··· Records provided ···
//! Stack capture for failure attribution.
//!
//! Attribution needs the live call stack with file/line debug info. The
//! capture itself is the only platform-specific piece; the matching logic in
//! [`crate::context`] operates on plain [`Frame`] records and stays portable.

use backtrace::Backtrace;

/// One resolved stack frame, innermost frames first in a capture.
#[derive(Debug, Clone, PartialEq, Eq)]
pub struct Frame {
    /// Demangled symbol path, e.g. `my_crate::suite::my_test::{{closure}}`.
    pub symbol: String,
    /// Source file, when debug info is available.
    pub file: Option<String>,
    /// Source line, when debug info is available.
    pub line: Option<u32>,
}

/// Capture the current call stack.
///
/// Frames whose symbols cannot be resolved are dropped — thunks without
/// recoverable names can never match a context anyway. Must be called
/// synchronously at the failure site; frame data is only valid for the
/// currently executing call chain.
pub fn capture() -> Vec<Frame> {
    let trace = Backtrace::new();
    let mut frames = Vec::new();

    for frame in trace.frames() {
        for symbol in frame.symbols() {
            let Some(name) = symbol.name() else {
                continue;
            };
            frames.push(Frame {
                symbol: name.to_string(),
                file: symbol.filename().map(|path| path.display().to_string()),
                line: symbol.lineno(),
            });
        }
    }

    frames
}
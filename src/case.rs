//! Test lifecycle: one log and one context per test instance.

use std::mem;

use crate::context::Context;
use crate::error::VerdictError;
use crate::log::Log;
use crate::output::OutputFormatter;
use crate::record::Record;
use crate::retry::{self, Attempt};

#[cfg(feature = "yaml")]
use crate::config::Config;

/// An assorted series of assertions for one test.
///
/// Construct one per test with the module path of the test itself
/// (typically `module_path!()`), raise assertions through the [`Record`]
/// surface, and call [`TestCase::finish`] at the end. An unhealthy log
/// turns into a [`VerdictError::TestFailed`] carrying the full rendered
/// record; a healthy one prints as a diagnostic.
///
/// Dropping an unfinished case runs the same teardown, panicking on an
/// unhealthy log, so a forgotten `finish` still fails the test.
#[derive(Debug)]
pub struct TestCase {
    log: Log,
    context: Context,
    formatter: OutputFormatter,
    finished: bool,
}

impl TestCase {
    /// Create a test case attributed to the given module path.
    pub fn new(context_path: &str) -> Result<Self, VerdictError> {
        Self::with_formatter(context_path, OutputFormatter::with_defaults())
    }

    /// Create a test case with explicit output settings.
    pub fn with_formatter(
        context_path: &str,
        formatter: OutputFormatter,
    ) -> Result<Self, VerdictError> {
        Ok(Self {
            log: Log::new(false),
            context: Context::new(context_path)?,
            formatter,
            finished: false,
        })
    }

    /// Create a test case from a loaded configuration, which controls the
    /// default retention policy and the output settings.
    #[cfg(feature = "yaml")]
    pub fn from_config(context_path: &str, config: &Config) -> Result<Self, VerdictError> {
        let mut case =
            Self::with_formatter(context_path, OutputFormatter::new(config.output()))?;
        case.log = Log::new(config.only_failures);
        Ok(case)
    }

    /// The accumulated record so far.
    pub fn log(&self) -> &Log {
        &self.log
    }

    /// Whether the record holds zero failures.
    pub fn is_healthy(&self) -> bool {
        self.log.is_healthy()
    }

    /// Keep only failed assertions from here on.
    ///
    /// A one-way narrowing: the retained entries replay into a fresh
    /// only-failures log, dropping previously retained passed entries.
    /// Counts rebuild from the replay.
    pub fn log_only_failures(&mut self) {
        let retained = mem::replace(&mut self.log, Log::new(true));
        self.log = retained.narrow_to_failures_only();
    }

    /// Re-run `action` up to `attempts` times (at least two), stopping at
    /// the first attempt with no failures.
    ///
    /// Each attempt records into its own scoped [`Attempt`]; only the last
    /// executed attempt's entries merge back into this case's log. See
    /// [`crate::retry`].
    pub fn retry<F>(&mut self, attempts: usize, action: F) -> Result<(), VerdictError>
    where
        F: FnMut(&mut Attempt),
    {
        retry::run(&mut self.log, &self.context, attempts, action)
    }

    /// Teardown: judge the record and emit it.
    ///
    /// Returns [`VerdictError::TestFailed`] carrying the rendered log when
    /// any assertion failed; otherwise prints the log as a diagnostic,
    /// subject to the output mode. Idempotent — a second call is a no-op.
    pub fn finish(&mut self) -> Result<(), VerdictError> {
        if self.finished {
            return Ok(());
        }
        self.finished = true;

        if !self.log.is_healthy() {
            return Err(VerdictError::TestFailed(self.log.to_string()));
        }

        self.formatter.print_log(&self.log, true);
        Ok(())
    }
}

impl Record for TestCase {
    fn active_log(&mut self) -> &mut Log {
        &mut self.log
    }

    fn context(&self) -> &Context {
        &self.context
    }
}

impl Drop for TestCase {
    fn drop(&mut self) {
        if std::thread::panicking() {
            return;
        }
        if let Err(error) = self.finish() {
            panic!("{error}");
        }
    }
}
···
* **Instructions for the task**: Each entry should be duplicated exactly as it was given.

* **Task answer**:
//! Stack capture for failure attribution.
//!
//! Attribution needs the live call stack with file/line debug info. The
//! capture itself is the only platform-specific piece; the matching logic in
//! [`crate::context`] operates on plain [`Frame`] records and stays portable.

use backtrace::Backtrace;

/// One resolved stack frame, innermost frames first in a capture.
#[derive(Debug, Clone, PartialEq, Eq)]
pub struct Frame {
    /// Demangled symbol path, e.g. `my_crate::suite::my_test::{{closure}}`.
    pub symbol: String,
    /// Source file, when debug info is available.
    pub file: Option<String>,
    /// Source line, when debug info is available.
    pub line: Option<u32>,
}

/// Capture the current call stack.
///
/// Frames whose symbols cannot be resolved are dropped — thunks without
/// recoverable names can never match a context anyway. Must be called
/// synchronously at the failure site; frame data is only valid for the
/// currently executing call chain.
pub fn capture() -> Vec<Frame> {
    let trace = Backtrace::new();
    let mut frames = Vec::new();

    for frame in trace.frames() {
        for symbol in frame.symbols() {
            let Some(name) = symbol.name() else {
                continue;
            };
            frames.push(Frame {
                symbol: name.to_string(),
                file: symbol.filename().map(|path| path.display().to_string()),
                line: symbol.lineno(),
            });
        }
    }

    frames
}
filename src/case.rs
//! Test lifecycle: one log and one context per test instance.

use std::mem;

use crate::context::Context;
use crate::error::VerdictError;
use crate::log::Log;
use crate::output::OutputFormatter;
use crate::record::Record;
use crate::retry::{self, Attempt};

#[cfg(feature = "yaml")]
use crate::config::Config;

/// An assorted series of assertions for one test.
///
/// Construct one per test with the module path of the test itself
/// (typically `module_path!()`), raise assertions through the [`Record`]
/// surface, and call [`TestCase::finish`] at the end. An unhealthy log
/// turns into a [`VerdictError::TestFailed`] carrying the full rendered
/// record; a healthy one prints as a diagnostic.
///
/// Dropping an unfinished case runs the same teardown, panicking on an
/// unhealthy log, so a forgotten `finish` still fails the test.
#[derive(Debug)]
pub struct TestCase {
    log: Log,
    context: Context,
    formatter: OutputFormatter,
    finished: bool,
}

impl TestCase {
    /// Create a test case attributed to the given module path.
    pub fn new(context_path: &str) -> Result<Self, VerdictError> {
        Self::with_formatter(context_path, OutputFormatter::with_defaults())
    }

    /// Create a test case with explicit output settings.
    pub fn with_formatter(
        context_path: &str,
        formatter: OutputFormatter,
    ) -> Result<Self, VerdictError> {
        Ok(Self {
            log: Log::new(false),
            context: Context::new(context_path)?,
            formatter,
            finished: false,
        })
    }

    /// Create a test case from a loaded configuration, which controls the
    /// default retention policy and the output settings.
    #[cfg(feature = "yaml")]
    pub fn from_config(context_path: &str, config: &Config) -> Result<Self, VerdictError> {
        let mut case =
            Self::with_formatter(context_path, OutputFormatter::new(config.output()))?;
        case.log = Log::new(config.only_failures);
        Ok(case)
    }

    /// The accumulated record so far.
    pub fn log(&self) -> &Log {
        &self.log
    }

    /// Whether the record holds zero failures.
    pub fn is_healthy(&self) -> bool {
        self.log.is_healthy()
    }

    /// Keep only failed assertions from here on.
    ///
    /// A one-way narrowing: the retained entries replay into a fresh
    /// only-failures log, dropping previously retained passed entries.
    /// Counts rebuild from the replay.
    pub fn log_only_failures(&mut self) {
        let retained = mem::replace(&mut self.log, Log::new(true));
        self.log = retained.narrow_to_failures_only();
    }

    /// Re-run `action` up to `attempts` times (at least two), stopping at
    /// the first attempt with no failures.
    ///
    /// Each attempt records into its own scoped [`Attempt`]; only the last
    /// executed attempt's entries merge back into this case's log. See
    /// [`crate::retry`].
    pub fn retry<F>(&mut self, attempts: usize, action: F) -> Result<(), VerdictError>
    where
        F: FnMut(&mut Attempt),
    {
        retry::run(&mut self.log, &self.context, attempts, action)
    }

    /// Teardown: judge the record and emit it.
    ///
    /// Returns [`VerdictError::TestFailed`] carrying the rendered log when
    /// any assertion failed; otherwise prints the log as a diagnostic,
    /// subject to the output mode. Idempotent — a second call is a no-op.
    pub fn finish(&mut self) -> Result<(), VerdictError> {
        if self.finished {
            return Ok(());
        }
        self.finished = true;

        if !self.log.is_healthy() {
            return Err(VerdictError::TestFailed(self.log.to_string()));
        }

        self.formatter.print_log(&self.log, true);
        Ok(())
    }
}

impl Record for TestCase {
    fn active_log(&mut self) -> &mut Log {
        &mut self.log
    }

    fn context(&self) -> &Context {
        &self.context
    }
}

impl Drop for TestCase {
    fn drop(&mut self) {
        if std::thread::panicking() {
            return;
        }
        if let Err(error) = self.finish() {
            panic!("{error}");
        }
    }
}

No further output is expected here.